Maybe you should consider using a Tuple

var myDictionary = new Dictionary<Tuple<int,int>, string>(); 
myDictionary.Add(new Tuple<int,int>(3, 3), "haha1"); 
myDictionary.Add(new Tuple<int,int>(5, 5), "haha2"); 

According to MSDN , Tuple objects Equals method will use the values of the two Tuple objects

3 Comments

Not scalable to arrays of differing lengths
My array was always of a fixed length, so this was the cleanest solution in my case. Thanks
@bkw1491 starting with C# 7 you can simplify this to var myDictionary = new Dictionary<(int,int), string>(); myDictionary.Add((5, 5), "haha2");
0

The easiest way if you don't care about actual hashing may just be to convert the array into a string. Adding a space to avoid numbers joining.

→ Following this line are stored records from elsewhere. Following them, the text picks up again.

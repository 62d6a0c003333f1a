//! Small page-level adaptations: navbar scroll state, performance hints,
//! resize tracking and scroll-triggered reveals.
//!
//! The class names here are what the stylesheet keys on and must not change.

use super::scene::{ClassTarget, NodeId, Scene};
use super::schedule::{Millis, TaskId};

pub const SCROLLED: &str = "scrolled";
pub const REDUCED_MOTION: &str = "reduced-motion";
pub const BATTERY_SAVE: &str = "battery-save";
pub const PAUSED_ANIMATIONS: &str = "paused-animations";
pub const ANIMATE_IN: &str = "animate-in";

/// Vertical scroll offset past which the navbar turns solid.
pub const NAV_SCROLL_THRESHOLD: f64 = 100.0;

/// Fewer logical cores than this gets reduced motion.
pub const MIN_CORES_FOR_FULL_MOTION: f64 = 4.0;

/// Battery level below which background effects are hidden.
pub const LOW_BATTERY_LEVEL: f64 = 0.2;

pub const RESIZE_DEBOUNCE: Millis = 250;

/// Width change, in pixels, that warrants rebuilding the backgrounds.
pub const RESIZE_THRESHOLD: f64 = 200.0;

/// Pause between clearing the backgrounds and repopulating them.
pub const RECREATE_DELAY: Millis = 100;

/// Stat cards spring back after this long.
pub const STAT_CARD_SETTLE: Millis = 300;

/// Selectors revealed with [`ANIMATE_IN`] on first intersection.
pub const REVEAL_SELECTOR: &str = ".feature-card, .flow-step, .security-feature";
pub const REVEAL_THRESHOLD: f64 = 0.1;
pub const REVEAL_ROOT_MARGIN: &str = "0px 0px -50px 0px";

pub const STAT_CARD_SELECTOR: &str = ".stat-card";
pub const STAT_CARD_THRESHOLD: f64 = 0.3;

/// Tracks whether the navbar carries the `scrolled` class.
#[derive(Clone, Copy, Debug, Default)]
pub struct NavbarState {
	scrolled: bool,
}

impl NavbarState {
	pub fn is_scrolled(&self) -> bool {
		self.scrolled
	}

	/// Returns true if the class was toggled.
	pub fn on_scroll(&mut self, scene: &mut impl Scene, offset: f64) -> bool {
		let scrolled = offset > NAV_SCROLL_THRESHOLD;
		if scrolled == self.scrolled {
			return false;
		}
		self.scrolled = scrolled;
		scene.set_class(ClassTarget::Navbar, SCROLLED, scrolled);
		true
	}
}

/// Body classes that tone effects down on weak or constrained devices.
pub struct PerformanceHints;

impl PerformanceHints {
	/// `cores` is `None` when the browser does not report it.
	pub fn apply_hardware_concurrency(scene: &mut impl Scene, cores: Option<f64>) {
		if cores.is_some_and(|c| c > 0.0 && c < MIN_CORES_FOR_FULL_MOTION) {
			scene.set_class(ClassTarget::Body, REDUCED_MOTION, true);
		}
	}

	pub fn apply_battery_level(scene: &mut impl Scene, level: f64) {
		if level < LOW_BATTERY_LEVEL {
			scene.set_class(ClassTarget::Body, BATTERY_SAVE, true);
		}
	}

	pub fn apply_visibility(scene: &mut impl Scene, hidden: bool) {
		scene.set_class(ClassTarget::Body, PAUSED_ANIMATIONS, hidden);
	}
}

/// What a settled resize asks for.
#[derive(Clone, Copy, Debug, PartialEq, Eq)]
pub enum ResizeOutcome {
	Ignore,
	Recreate,
}

/// Debounce and threshold bookkeeping for window resizes.
#[derive(Debug)]
pub struct ResizeWatcher {
	last_width: f64,
	pending_settle: Option<TaskId>,
	pending_recreate: Option<TaskId>,
}

impl ResizeWatcher {
	pub fn new(initial_width: f64) -> Self {
		Self {
			last_width: initial_width,
			pending_settle: None,
			pending_recreate: None,
		}
	}

	pub fn last_width(&self) -> f64 {
		self.last_width
	}

	/// Swap in a new debounce task, returning the one it supersedes.
	pub fn replace_settle(&mut self, id: TaskId) -> Option<TaskId> {
		self.pending_settle.replace(id)
	}

	/// Swap in a new recreate task, returning the one it supersedes.
	pub fn replace_recreate(&mut self, id: TaskId) -> Option<TaskId> {
		self.pending_recreate.replace(id)
	}

	pub fn recreate_fired(&mut self) {
		self.pending_recreate = None;
	}

	/// Decide on the width the window settled at.
	pub fn settle(&mut self, width: f64) -> ResizeOutcome {
		self.pending_settle = None;
		if (width - self.last_width).abs() > RESIZE_THRESHOLD {
			self.last_width = width;
			ResizeOutcome::Recreate
		} else {
			ResizeOutcome::Ignore
		}
	}
}

/// Mark a scroll-revealed element.
pub fn reveal(scene: &mut impl Scene, node: NodeId) {
	scene.set_class(ClassTarget::Node(node), ANIMATE_IN, true);
}

/// Lift a stat card; [`settle_stat_card`] drops it back.
pub fn nudge_stat_card(scene: &mut impl Scene, node: NodeId) {
	scene.set_style(node, "transform", "translateY(-8px)");
	scene.set_style(
		node,
		"transition",
		"all 0.6s cubic-bezier(0.25, 0.46, 0.45, 0.94)",
	);
}

pub fn settle_stat_card(scene: &mut impl Scene, node: NodeId) {
	scene.set_style(node, "transform", "translateY(0)");
}
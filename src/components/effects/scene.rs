//! Render-target abstraction.
//!
//! Effects never touch the DOM directly. They describe elements as
//! [`NodeSpec`] trees and hand them to a [`Scene`], which the browser build
//! implements over `web-sys` and tests implement in memory.

/// Named containers the host page provides.
#[derive(Clone, Copy, Debug, PartialEq, Eq, Hash, PartialOrd, Ord)]
pub enum MountPoint {
	Terminal,
	MatrixRain,
	FloatingShapes,
	Particles,
	TransactionFeed,
}

impl MountPoint {
	pub const ALL: [MountPoint; 5] = [
		MountPoint::Terminal,
		MountPoint::MatrixRain,
		MountPoint::FloatingShapes,
		MountPoint::Particles,
		MountPoint::TransactionFeed,
	];

	/// Element id of the container in the page markup.
	pub const fn element_id(self) -> &'static str {
		match self {
			MountPoint::Terminal => "terminalContent",
			MountPoint::MatrixRain => "matrixRain",
			MountPoint::FloatingShapes => "floatingShapes",
			MountPoint::Particles => "particleSystem",
			MountPoint::TransactionFeed => "transactionFeed",
		}
	}
}

/// Opaque handle to an element created by, or adopted into, a scene.
#[derive(Clone, Copy, Debug, PartialEq, Eq, Hash, PartialOrd, Ord)]
pub struct NodeId(pub u64);

/// Where a new element is attached.
#[derive(Clone, Copy, Debug, PartialEq, Eq)]
pub enum Parent {
	Mount(MountPoint),
	Node(NodeId),
}

#[derive(Clone, Copy, Debug, PartialEq, Eq)]
pub enum Placement {
	Append,
	Prepend,
}

/// Elements whose class list effects may toggle.
#[derive(Clone, Copy, Debug, PartialEq, Eq, Hash)]
pub enum ClassTarget {
	Body,
	Navbar,
	Node(NodeId),
}

/// Description of an element subtree to create.
#[derive(Clone, Debug, Default, PartialEq)]
pub struct NodeSpec {
	pub tag: &'static str,
	pub class: String,
	pub text: String,
	pub style: Vec<(&'static str, String)>,
	pub children: Vec<NodeSpec>,
}

impl NodeSpec {
	pub fn new(tag: &'static str) -> Self {
		Self {
			tag,
			..Self::default()
		}
	}

	pub fn class(mut self, class: impl Into<String>) -> Self {
		self.class = class.into();
		self
	}

	pub fn text(mut self, text: impl Into<String>) -> Self {
		self.text = text.into();
		self
	}

	pub fn style(mut self, property: &'static str, value: impl Into<String>) -> Self {
		self.style.push((property, value.into()));
		self
	}

	pub fn child(mut self, child: NodeSpec) -> Self {
		self.children.push(child);
		self
	}

	/// Look up a style property set on this spec.
	pub fn style_value(&self, property: &str) -> Option<&str> {
		self.style
			.iter()
			.find(|(p, _)| *p == property)
			.map(|(_, v)| v.as_str())
	}
}

/// Minimal set of render operations the effects need.
///
/// Every operation is best-effort: a missing parent or node makes it a no-op,
/// never an error.
pub trait Scene {
	/// Whether the host page provides this container.
	fn has_mount(&self, mount: MountPoint) -> bool;

	/// Create `node` under `parent`. Returns `None` if the parent is gone.
	fn mount(&mut self, parent: Parent, placement: Placement, node: &NodeSpec) -> Option<NodeId>;

	/// Detach a node. Returns false if it was already detached, for instance
	/// because its container was cleared.
	fn unmount(&mut self, node: NodeId) -> bool;

	fn set_style(&mut self, node: NodeId, property: &str, value: &str);

	fn append_text(&mut self, node: NodeId, text: &str);

	/// Detach everything under a container.
	fn clear(&mut self, mount: MountPoint);

	fn set_class(&mut self, target: ClassTarget, class: &str, on: bool);
}
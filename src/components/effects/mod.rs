//! Decorative landing-page effects.
//!
//! Everything animated on the page runs off one virtual-time scheduler:
//! - Self-replacing pools of matrix rain columns, floating shapes and particles
//! - A boot log typed into a fake terminal
//! - A simulated transaction feed capped at eight items
//! - Navbar, resize, visibility and scroll-reveal adaptations
//!
//! Effects render through the [`Scene`] trait. [`MemoryScene`] backs tests and
//! headless runs; the browser build uses a DOM-backed scene driven by the
//! [`EffectsLayer`] component.
//!
//! # Example
//!
//! ```
//! use flossx_fx::components::effects::{
//! 	EffectKind, EffectsConfig, Landing, MemoryScene, Viewport, WallClock,
//! };
//! use rand::SeedableRng;
//! use rand::rngs::SmallRng;
//!
//! let mut scene = MemoryScene::with_all_mounts();
//! let viewport = Viewport { width: 1280.0, height: 800.0 };
//! let mut landing = Landing::new(EffectsConfig::default(), viewport, SmallRng::seed_from_u64(1));
//! landing.start(&mut scene);
//! landing.advance_to(&mut scene, 16_000, WallClock::default());
//! assert_eq!(landing.pool(EffectKind::Particle).live_count(), 15);
//! ```

#[cfg(target_arch = "wasm32")]
mod component;
mod config;
#[cfg(target_arch = "wasm32")]
mod dom;
mod feed;
mod landing;
mod memory;
pub mod page;
mod pool;
mod scene;
mod schedule;
mod terminal;

#[cfg(target_arch = "wasm32")]
pub use component::EffectsLayer;
pub use config::EffectsConfig;
#[cfg(target_arch = "wasm32")]
pub use dom::DomScene;
pub use feed::{CATALOGUE, FEED_CAPACITY, FeedTask, Transaction, TransactionFeed, TransactionKind, WallClock};
pub use landing::{Landing, MAX_FRAME_GAP, Task, expected_mounts};
pub use memory::{MemoryNode, MemoryScene};
pub use pool::{
	EffectInstance, EffectKind, EffectPool, EffectProfile, MATRIX_ALPHABET, MATRIX_COLUMN_WIDTH,
	PoolTask, SHAPE_VARIANTS, Viewport, matrix_text,
};
pub use scene::{ClassTarget, MountPoint, NodeId, NodeSpec, Parent, Placement, Scene};
pub use schedule::{Deferred, MIN_INTERVAL, Millis, Scheduler, TaskId};
pub use terminal::{CURSOR_GLYPH, DEFAULT_COMMANDS, TerminalPhase, TerminalTask, TerminalTyper};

dic.Add(String.Join(" ",a), "haha");

3 Comments

dic.Add(String.Join("", new int[] {1, 2, 3}), "haha"); dic.Add(String.Join("", new int[] {12, 3}), "this fails");
the performance of this approach is not good enough in case using it for memorizing paths in algorithms such as DFS
In fact, it is twice slower than stackoverflow.com/a/14663233/8012407. However, all the solutions up to now are still significantly slower than Python.